### Task to carry out
Please give back, exactly as written, only the line containing "the pixel array" and every line after it until the data below ends.

START Provided entries

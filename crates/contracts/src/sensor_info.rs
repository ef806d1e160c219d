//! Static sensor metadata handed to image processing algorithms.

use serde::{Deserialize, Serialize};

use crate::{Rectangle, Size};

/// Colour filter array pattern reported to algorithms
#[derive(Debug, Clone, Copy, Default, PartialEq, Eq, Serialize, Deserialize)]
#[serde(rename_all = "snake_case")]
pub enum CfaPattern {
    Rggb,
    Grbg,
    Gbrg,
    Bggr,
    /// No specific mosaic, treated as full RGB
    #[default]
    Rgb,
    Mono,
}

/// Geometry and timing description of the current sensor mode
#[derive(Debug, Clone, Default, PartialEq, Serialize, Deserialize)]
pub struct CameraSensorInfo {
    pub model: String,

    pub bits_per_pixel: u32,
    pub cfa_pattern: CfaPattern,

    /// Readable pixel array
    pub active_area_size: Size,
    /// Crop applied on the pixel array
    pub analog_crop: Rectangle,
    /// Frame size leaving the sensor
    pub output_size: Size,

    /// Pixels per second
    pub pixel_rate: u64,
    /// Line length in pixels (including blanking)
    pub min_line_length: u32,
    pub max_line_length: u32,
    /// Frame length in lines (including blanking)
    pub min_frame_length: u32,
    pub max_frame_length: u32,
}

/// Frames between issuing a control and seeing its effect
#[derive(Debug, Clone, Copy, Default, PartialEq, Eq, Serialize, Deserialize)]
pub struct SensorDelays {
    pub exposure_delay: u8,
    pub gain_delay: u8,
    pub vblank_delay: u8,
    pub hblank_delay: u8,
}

END Provided entries

### Task response
    /// Crop applied on the pixel array
    pub analog_crop: Rectangle,
    /// Frame size leaving the sensor
    pub output_size: Size,

    /// Pixels per second
    pub pixel_rate: u64,
    /// Line length in pixels (including blanking)
    pub min_line_length: u32,
    pub max_line_length: u32,
    /// Frame length in lines (including blanking)
    pub min_frame_length: u32,
    pub max_frame_length: u32,
}

/// Frames between issuing a control and seeing its effect
#[derive(Debug, Clone, Copy, Default, PartialEq, Eq, Serialize, Deserialize)]
pub struct SensorDelays {
    pub exposure_delay: u8,
    pub gain_delay: u8,
    pub vblank_delay: u8,
    pub hblank_delay: u8,
}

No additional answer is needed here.